Shares of BJ's Wholesale Club (BJ 1.21%), a membership-based retailer, rose just over 16% in the first half hour of trading on Nov. 18. The big news was the company's premarket third-quarter 2021 earnings announcement. Investors clearly liked what they saw.

So what

BJ's top line in the third quarter came in at $4.26 billion, up 14.3% from the same quarter in 2020. However, because you need to buy a membership to get into one of its stores, the revenue number really needs to be broken into two categories. Actual product sales rose 14.4% year over year, while membership fees inched up 7.7%. The first number highlights that people are out shopping and BJ's is benefiting. The second number suggests that its business model is strong, with the company's release stating, "Membership size and quality continues to improve; first-year renewal rates remain at historic levels." Both are clearly very good news for the company.

A person with a full shopping cart in front of an open car trunk.
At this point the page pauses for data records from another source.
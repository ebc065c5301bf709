//! Conformant runs and array headers
//!
//! NDR hoists the size header of a conformant array in front of the
//! smallest aggregate that contains it:
//!
//! ```text
//! struct { u16 a; u32 b; [size_is(n)] u8 data[]; }
//!
//! max_count | a | pad | b | data[0..max_count]
//! ```
//!
//! The header is consumed before the fields that precede the array in
//! declaration order, so the aggregate is walked twice with the same
//! routine. During the conformant run ([`PassMode::Prepass`]) ordinary
//! scalars are no-ops and only array headers are read, in visitation order.
//! The real pass then hands each array occurrence the header recorded for it.
//! Both passes must visit arrays in the same order; any disagreement is
//! reported as `InconsistentConformanceHeader`.

use crate::context::DecodeContext;
use crate::error::{ConformanceMismatch, DecodeError, Result};
use crate::scalar::read_u3264;
use crate::sink::{Field, FieldValue};
use tracing::{debug, trace};

static MAX_COUNT: Field = Field::new("max_count");
static OFFSET: Field = Field::new("offset");
static ACTUAL_COUNT: Field = Field::new("actual_count");

/// Which walk of an aggregate is in progress
#[derive(Debug, Clone, Copy, PartialEq, Eq)]
pub enum PassMode {
    /// Conformant run: harvest array headers, skip everything else
    Prepass,
    /// Decode for real
    Real,
}

/// Header layout of an array
#[derive(Debug, Clone, Copy, PartialEq, Eq)]
pub enum ArrayShape {
    /// `max_count`
    Conformant,
    /// `offset`, `actual_count`
    Varying,
    /// `max_count`, `offset`, `actual_count`
    ConformantVarying,
}

impl ArrayShape {
    pub fn is_conformant(self) -> bool {
        matches!(self, Self::Conformant | Self::ConformantVarying)
    }

    pub fn is_varying(self) -> bool {
        matches!(self, Self::Varying | Self::ConformantVarying)
    }
}

/// Counts read from an array header
#[derive(Debug, Clone, Copy, PartialEq, Eq, Default)]
pub struct ArrayHeader {
    pub max_count: u64,
    pub offset: u64,
    pub actual_count: u64,
}

impl ArrayHeader {
    /// Number of elements present on the wire
    pub fn element_count(&self, shape: ArrayShape) -> u64 {
        if shape.is_varying() {
            self.actual_count
        } else {
            self.max_count
        }
    }
}

/// Headers harvested by the conformant run of the outermost aggregate
#[derive(Debug, Default)]
pub(crate) struct ConformanceTable {
    headers: Vec<(ArrayShape, ArrayHeader)>,
    next: usize,
}

impl ConformanceTable {
    fn record(&mut self, shape: ArrayShape, header: ArrayHeader) {
        self.headers.push((shape, header));
    }

    fn take(&mut self, shape: ArrayShape) -> std::result::Result<ArrayHeader, ConformanceMismatch> {
        let (recorded, header) = *self
            .headers
            .get(self.next)
            .ok_or(ConformanceMismatch::Unrecorded { shape })?;
        if recorded != shape {
            return Err(ConformanceMismatch::ShapeChanged {
                recorded,
                requested: shape,
            });
        }
        self.next += 1;
        Ok(header)
    }

    fn unconsumed(&self) -> usize {
        self.headers.len() - self.next
    }
}

impl<'a> DecodeContext<'a> {
    /// Walk an aggregate twice: conformant run, then the real decode
    ///
    /// `walk` must visit fields in the same order on both calls; its result
    /// from the conformant run is discarded. Inside another conformant run
    /// the walk joins the outer one and runs once in the current pass.
    pub fn conformant_run<R>(&mut self, mut walk: impl FnMut(&mut Self) -> Result<R>) -> Result<R> {
        if self.conformance.is_some() {
            return walk(self);
        }

        trace!("conformant run at offset {}", self.offset());
        let saved_pass = self.pass;
        self.conformance = Some(ConformanceTable::default());
        self.pass = PassMode::Prepass;
        let prepass = walk(self);

        self.pass = PassMode::Real;
        let result = match prepass {
            Ok(_) => {
                trace!("real pass at offset {}", self.offset());
                walk(self)
            }
            Err(e) => Err(e),
        };

        self.pass = saved_pass;
        let table = self.conformance.take();
        let value = result?;

        let remaining = table.map_or(0, |t| t.unconsumed());
        if remaining > 0 {
            return Err(self.inconsistent(ConformanceMismatch::Unconsumed { remaining }));
        }
        Ok(value)
    }

    /// Decode an array element by element
    ///
    /// The header comes from the enclosing conformant run; without one the
    /// array runs its own. `element` receives the index relative to the
    /// header's `offset` and is called once per element in the real pass
    /// only. Each element starts outside the enclosing run, so arrays inside
    /// an element read their headers in place.
    pub fn array(
        &mut self,
        shape: ArrayShape,
        mut element: impl FnMut(&mut Self, u64) -> Result<()>,
    ) -> Result<ArrayHeader> {
        let mut body = |ctx: &mut Self, header: &ArrayHeader| -> Result<()> {
            for index in 0..header.element_count(shape) {
                let saved_table = ctx.conformance.take();
                let result = ctx.nested(|ctx| element(ctx, index));
                ctx.conformance = saved_table;
                result?;
            }
            Ok(())
        };
        self.array_block(shape, &mut body)
    }

    /// Decode an array whose body is consumed in one piece
    ///
    /// Like [`array`](Self::array), but `body` receives the header and is
    /// responsible for the whole element block (strings, byte blobs).
    pub fn array_block(
        &mut self,
        shape: ArrayShape,
        body: &mut dyn FnMut(&mut Self, &ArrayHeader) -> Result<()>,
    ) -> Result<ArrayHeader> {
        self.sized_array_block(shape, 1, body)
    }

    /// [`array_block`](Self::array_block) for elements of at least
    /// `element_size` bytes
    ///
    /// A count whose elements cannot fit in the remaining bytes is rejected
    /// before `body` runs.
    pub fn sized_array_block(
        &mut self,
        shape: ArrayShape,
        element_size: usize,
        body: &mut dyn FnMut(&mut Self, &ArrayHeader) -> Result<()>,
    ) -> Result<ArrayHeader> {
        if self.conformance.is_some() {
            return self.array_in_run(shape, element_size, body);
        }
        self.conformant_run(|ctx| ctx.array_in_run(shape, element_size, &mut *body))
    }

    fn array_in_run(
        &mut self,
        shape: ArrayShape,
        element_size: usize,
        body: &mut dyn FnMut(&mut Self, &ArrayHeader) -> Result<()>,
    ) -> Result<ArrayHeader> {
        match self.pass {
            PassMode::Prepass => {
                let header = self.read_array_header(shape)?;
                if let Some(table) = self.conformance.as_mut() {
                    table.record(shape, header);
                }
                Ok(header)
            }
            PassMode::Real => {
                let taken = match self.conformance.as_mut() {
                    Some(table) => table.take(shape),
                    None => Err(ConformanceMismatch::Unrecorded { shape }),
                };
                let header = taken.map_err(|reason| self.inconsistent(reason))?;

                let count = header.element_count(shape);
                let needed = usize::try_from(count)
                    .ok()
                    .and_then(|count| count.checked_mul(element_size))
                    .unwrap_or(usize::MAX);
                if needed > self.remaining() {
                    debug!(
                        "{:?} array of {} elements of {} bytes exceeds {} remaining bytes",
                        shape,
                        count,
                        element_size,
                        self.remaining()
                    );
                    return Err(DecodeError::OutOfBounds {
                        offset: self.offset(),
                        needed,
                        have: self.remaining(),
                    });
                }
                body(self, &header)?;
                Ok(header)
            }
        }
    }

    /// Read the header fields of `shape` for real, whatever the pass
    fn read_array_header(&mut self, shape: ArrayShape) -> Result<ArrayHeader> {
        let mut header = ArrayHeader::default();
        if shape.is_conformant() {
            header.max_count = self.read_header_count(&MAX_COUNT)?;
        }
        if shape.is_varying() {
            header.offset = self.read_header_count(&OFFSET)?;
            header.actual_count = self.read_header_count(&ACTUAL_COUNT)?;
        }
        if shape == ArrayShape::ConformantVarying {
            let in_range = header
                .offset
                .checked_add(header.actual_count)
                .is_some_and(|end| end <= header.max_count);
            if !in_range {
                return Err(self.inconsistent(ConformanceMismatch::VarianceExceedsConformance {
                    max_count: header.max_count,
                    offset: header.offset,
                    actual_count: header.actual_count,
                }));
            }
        }
        Ok(header)
    }

    fn read_header_count(&mut self, field: &Field) -> Result<u64> {
        let ndr64 = self.is_ndr64();
        let (value, range) = read_u3264(&mut self.cursor, ndr64)?;
        self.emit(field, FieldValue::U64(value), range);
        Ok(value)
    }

    fn inconsistent(&self, reason: ConformanceMismatch) -> DecodeError {
        debug!("inconsistent conformance at offset {}: {}", self.offset(), reason);
        DecodeError::InconsistentConformanceHeader {
            offset: self.offset(),
            reason,
        }
    }
}
impl<'a> PointerDeferralStack<'a> {
    /// Stack with a single root level
    pub fn new() -> Self {
        Self {
            levels: vec![VecDeque::new()],
            arena: Vec::new(),
            full_pointers: HashMap::new(),
        }
    }

    /// Number of levels, root included
    pub fn height(&self) -> usize {
        self.levels.len()
    }

    /// Referents queued across all levels
    pub fn pending(&self) -> usize {
        self.levels.iter().map(VecDeque::len).sum()
    }

    pub fn record(&self, handle: ReferentHandle) -> Option<&ReferentRecord> {
        self.arena.get(handle.0)
    }

    pub fn records(&self) -> &[ReferentRecord] {
        &self.arena
    }

    fn push_level(&mut self) {
        self.levels.push(VecDeque::new());
    }

    /// Drop every level above `height`, discarding their queued referents
    fn truncate(&mut self, height: usize) {
        self.levels.truncate(height.max(1));
    }

    fn pop_front(&mut self) -> Option<PendingReferent<'a>> {
        self.levels.last_mut().and_then(VecDeque::pop_front)
    }

    fn register(&mut self, referent_id: u64, kind: PointerKind) -> ReferentHandle {
        let handle = ReferentHandle(self.arena.len());
        self.arena.push(ReferentRecord {
            referent_id,
            kind,
            range: None,
        });
        if kind == PointerKind::Full {
            self.full_pointers.insert(referent_id, handle);
        }
        handle
    }

    fn enqueue(&mut self, referent_id: u64, kind: PointerKind, decode: DeferredDecode<'a>) -> ReferentHandle {
        let handle = self.register(referent_id, kind);
        if self.levels.is_empty() {
            self.levels.push(VecDeque::new());
        }
        if let Some(level) = self.levels.last_mut() {
            level.push_back(PendingReferent {
                referent_id,
                kind,
                handle,
                decode,
            });
        }
        handle
    }

    fn full_pointer(&self, referent_id: u64) -> Option<ReferentHandle> {
        self.full_pointers.get(&referent_id).copied()
    }

    fn set_range(&mut self, handle: ReferentHandle, range: Range<usize>) {
        if let Some(record) = self.arena.get_mut(handle.0) {
            record.range = Some(range);
        }
    }
}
Image source: Getty Images.

On the bottom line, the retailer's earnings came in at $0.92 per share in the third quarter of 2021. That's up roughly 4.5% year over year and a decent showing given the broader inflation and logistics headwinds facing the economy. Better yet, analysts had been expecting $0.81 per share, meaning BJ's beat Wall Street's projections by a wide margin. Investors tend to like that type of thing and reacted accordingly. In other good news, comparable store sales were higher by a solid 5.7%, digitally enabled sales rose 44%, and the board authorized a $500 million share repurchase program. BJ's is doing well across the board right now.

Now what

Although today's gain was pretty big, BJ's business isn't usually what you'd consider exciting. However, it is proving to be pretty reliable. Notably, membership revenue can provide support to the top and bottom lines when times do get tough, so there's material resiliency here. For a long-term investor, it might be worth taking some time to learn about BJ's and, despite a good run over the past year (it's up twice as much as the S&P 500 index), at least considering putting it on your wish list.